(Stored data entries)
*****
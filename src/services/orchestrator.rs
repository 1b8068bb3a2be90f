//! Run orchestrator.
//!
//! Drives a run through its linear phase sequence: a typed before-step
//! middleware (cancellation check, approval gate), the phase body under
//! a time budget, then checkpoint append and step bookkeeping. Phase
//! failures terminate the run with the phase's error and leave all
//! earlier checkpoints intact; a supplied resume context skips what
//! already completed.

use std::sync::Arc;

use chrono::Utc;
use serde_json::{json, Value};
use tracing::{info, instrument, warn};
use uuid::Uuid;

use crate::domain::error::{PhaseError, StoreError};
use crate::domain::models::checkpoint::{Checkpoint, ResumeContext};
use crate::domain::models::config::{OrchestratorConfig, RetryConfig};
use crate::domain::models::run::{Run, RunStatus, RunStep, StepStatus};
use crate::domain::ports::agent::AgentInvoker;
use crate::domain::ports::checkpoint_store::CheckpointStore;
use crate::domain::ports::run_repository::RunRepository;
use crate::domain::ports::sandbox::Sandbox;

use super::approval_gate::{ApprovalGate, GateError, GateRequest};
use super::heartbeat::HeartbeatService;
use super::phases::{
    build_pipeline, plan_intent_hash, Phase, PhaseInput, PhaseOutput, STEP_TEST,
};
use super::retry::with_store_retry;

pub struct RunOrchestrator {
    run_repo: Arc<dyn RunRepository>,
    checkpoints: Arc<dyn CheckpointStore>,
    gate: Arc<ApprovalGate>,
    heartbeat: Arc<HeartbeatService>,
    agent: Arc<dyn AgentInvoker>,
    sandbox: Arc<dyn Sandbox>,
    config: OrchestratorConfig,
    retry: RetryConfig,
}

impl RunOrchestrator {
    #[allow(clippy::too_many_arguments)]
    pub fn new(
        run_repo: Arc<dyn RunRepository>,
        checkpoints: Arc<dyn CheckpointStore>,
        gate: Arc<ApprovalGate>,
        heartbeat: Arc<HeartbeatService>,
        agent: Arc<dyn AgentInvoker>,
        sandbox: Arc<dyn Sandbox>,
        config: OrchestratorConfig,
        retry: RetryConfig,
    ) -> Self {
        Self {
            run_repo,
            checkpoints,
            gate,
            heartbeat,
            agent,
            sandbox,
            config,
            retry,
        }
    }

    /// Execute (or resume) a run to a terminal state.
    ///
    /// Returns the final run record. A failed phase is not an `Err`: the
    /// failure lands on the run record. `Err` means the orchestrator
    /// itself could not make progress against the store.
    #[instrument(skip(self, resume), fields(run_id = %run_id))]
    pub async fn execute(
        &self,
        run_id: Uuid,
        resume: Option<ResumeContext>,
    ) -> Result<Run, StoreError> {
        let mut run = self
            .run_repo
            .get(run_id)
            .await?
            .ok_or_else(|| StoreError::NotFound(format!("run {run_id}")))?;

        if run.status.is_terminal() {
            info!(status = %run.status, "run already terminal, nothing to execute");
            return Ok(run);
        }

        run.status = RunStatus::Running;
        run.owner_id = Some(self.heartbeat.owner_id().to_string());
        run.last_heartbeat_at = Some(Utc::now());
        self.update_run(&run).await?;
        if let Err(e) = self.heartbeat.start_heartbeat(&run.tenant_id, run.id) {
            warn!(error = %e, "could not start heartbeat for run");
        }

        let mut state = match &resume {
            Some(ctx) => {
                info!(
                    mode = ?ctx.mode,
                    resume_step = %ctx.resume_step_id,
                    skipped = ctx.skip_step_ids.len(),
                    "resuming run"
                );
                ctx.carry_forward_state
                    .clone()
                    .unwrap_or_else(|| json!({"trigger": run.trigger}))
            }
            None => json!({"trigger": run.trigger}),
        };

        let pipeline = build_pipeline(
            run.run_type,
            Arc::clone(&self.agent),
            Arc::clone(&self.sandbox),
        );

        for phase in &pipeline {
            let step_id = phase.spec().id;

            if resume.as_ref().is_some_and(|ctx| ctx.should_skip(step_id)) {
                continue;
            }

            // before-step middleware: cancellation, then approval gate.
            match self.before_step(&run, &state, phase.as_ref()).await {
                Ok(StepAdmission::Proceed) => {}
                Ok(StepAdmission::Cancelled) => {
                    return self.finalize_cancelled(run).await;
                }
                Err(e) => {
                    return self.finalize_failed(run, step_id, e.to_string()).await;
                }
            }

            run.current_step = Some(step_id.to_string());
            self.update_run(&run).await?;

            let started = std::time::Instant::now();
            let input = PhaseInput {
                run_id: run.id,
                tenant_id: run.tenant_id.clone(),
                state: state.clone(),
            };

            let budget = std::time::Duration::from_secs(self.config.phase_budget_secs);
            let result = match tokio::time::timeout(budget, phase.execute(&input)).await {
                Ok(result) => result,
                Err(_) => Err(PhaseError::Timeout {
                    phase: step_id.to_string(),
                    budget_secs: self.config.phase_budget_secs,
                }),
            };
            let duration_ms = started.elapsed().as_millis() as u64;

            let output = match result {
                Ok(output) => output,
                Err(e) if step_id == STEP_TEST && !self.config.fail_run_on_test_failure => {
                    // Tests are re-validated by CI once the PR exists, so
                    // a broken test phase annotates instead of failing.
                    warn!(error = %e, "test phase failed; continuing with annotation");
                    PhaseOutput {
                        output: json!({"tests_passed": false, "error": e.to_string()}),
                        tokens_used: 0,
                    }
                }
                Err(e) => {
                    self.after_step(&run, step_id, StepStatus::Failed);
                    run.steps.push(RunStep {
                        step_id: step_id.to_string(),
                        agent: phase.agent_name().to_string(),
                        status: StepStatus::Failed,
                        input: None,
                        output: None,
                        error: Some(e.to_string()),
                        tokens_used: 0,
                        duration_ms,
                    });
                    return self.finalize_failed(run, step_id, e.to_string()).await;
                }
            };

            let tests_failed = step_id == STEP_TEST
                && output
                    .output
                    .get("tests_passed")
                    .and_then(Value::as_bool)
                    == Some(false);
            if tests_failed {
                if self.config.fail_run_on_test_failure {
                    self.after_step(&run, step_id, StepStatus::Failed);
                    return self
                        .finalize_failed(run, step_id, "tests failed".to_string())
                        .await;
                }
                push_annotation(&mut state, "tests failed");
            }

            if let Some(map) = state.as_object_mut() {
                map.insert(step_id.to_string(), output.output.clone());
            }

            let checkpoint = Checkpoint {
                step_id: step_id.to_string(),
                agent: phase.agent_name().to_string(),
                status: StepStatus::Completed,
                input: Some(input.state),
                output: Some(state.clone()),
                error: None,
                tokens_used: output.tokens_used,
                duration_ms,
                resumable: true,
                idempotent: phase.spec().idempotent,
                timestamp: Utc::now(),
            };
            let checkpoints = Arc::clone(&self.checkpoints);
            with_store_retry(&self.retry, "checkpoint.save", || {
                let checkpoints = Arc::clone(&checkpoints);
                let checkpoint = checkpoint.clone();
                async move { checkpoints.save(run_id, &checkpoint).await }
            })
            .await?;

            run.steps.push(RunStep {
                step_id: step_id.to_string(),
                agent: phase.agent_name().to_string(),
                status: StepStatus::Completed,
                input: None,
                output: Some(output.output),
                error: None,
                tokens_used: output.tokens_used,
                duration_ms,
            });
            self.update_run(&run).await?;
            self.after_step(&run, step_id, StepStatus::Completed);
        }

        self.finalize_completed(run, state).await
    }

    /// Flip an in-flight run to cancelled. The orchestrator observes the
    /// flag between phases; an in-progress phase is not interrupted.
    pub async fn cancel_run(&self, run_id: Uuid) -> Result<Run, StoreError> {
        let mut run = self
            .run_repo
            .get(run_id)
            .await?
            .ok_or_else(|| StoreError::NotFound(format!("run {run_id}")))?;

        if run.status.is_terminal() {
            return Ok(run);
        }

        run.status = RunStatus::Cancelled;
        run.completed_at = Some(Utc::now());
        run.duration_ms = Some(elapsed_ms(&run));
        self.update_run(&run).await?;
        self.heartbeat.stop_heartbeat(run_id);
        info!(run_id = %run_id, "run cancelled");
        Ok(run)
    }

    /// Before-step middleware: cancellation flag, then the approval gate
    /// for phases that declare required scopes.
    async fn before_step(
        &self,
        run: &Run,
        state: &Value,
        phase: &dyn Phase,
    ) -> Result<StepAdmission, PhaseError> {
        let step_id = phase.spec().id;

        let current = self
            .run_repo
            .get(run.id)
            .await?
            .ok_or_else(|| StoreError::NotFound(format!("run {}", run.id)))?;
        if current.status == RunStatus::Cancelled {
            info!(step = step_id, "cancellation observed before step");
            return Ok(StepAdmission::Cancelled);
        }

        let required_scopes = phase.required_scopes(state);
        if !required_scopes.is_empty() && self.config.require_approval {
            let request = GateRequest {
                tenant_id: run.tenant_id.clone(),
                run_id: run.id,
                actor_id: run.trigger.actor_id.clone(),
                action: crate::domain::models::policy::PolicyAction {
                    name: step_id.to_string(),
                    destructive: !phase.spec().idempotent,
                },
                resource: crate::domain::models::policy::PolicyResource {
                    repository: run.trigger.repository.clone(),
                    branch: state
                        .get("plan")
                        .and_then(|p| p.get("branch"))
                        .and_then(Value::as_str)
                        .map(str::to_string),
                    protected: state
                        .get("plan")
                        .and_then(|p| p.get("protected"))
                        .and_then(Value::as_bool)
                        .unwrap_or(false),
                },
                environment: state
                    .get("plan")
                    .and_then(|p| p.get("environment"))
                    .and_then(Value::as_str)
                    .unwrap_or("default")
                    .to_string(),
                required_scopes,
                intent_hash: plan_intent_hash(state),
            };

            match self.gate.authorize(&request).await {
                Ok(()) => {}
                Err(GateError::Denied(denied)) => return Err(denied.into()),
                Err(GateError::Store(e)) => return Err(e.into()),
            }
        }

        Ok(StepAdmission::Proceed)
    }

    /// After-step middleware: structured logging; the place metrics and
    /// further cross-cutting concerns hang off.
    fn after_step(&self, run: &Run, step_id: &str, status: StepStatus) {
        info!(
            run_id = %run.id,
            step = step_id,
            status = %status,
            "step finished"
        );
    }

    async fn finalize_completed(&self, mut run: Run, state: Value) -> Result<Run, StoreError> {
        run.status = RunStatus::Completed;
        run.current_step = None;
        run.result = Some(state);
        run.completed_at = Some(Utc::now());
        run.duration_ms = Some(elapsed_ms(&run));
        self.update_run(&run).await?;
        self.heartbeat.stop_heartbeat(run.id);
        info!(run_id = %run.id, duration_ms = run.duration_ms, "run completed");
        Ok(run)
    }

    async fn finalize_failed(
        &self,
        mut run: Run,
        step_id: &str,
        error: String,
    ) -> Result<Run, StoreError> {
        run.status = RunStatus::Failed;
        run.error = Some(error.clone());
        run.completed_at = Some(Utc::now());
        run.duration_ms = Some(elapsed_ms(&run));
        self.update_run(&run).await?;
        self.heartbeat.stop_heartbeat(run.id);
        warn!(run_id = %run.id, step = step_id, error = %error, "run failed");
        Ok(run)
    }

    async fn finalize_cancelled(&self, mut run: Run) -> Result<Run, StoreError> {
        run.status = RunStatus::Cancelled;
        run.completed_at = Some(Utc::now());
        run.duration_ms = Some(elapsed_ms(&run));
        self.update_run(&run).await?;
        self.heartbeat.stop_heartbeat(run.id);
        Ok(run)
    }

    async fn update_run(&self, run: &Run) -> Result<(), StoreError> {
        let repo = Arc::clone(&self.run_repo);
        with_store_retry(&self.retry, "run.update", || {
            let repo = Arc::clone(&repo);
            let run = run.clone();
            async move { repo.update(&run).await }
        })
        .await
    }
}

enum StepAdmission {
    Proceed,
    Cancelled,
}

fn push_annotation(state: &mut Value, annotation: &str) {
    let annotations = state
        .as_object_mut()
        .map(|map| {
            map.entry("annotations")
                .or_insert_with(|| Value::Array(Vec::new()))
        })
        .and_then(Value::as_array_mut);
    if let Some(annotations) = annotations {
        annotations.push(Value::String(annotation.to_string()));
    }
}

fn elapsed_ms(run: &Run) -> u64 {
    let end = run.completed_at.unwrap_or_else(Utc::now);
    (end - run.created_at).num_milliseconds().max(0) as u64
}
*****
__Try it__:
"match" is the string to look for; please copy every line of the records above where it appears.

__Result below__:
        let mut state = match &resume {
            match self.before_step(&run, &state, phase.as_ref()).await {
            let result = match tokio::time::timeout(budget, phase.execute(&input)).await {
            let output = match result {
            match self.gate.authorize(&request).await {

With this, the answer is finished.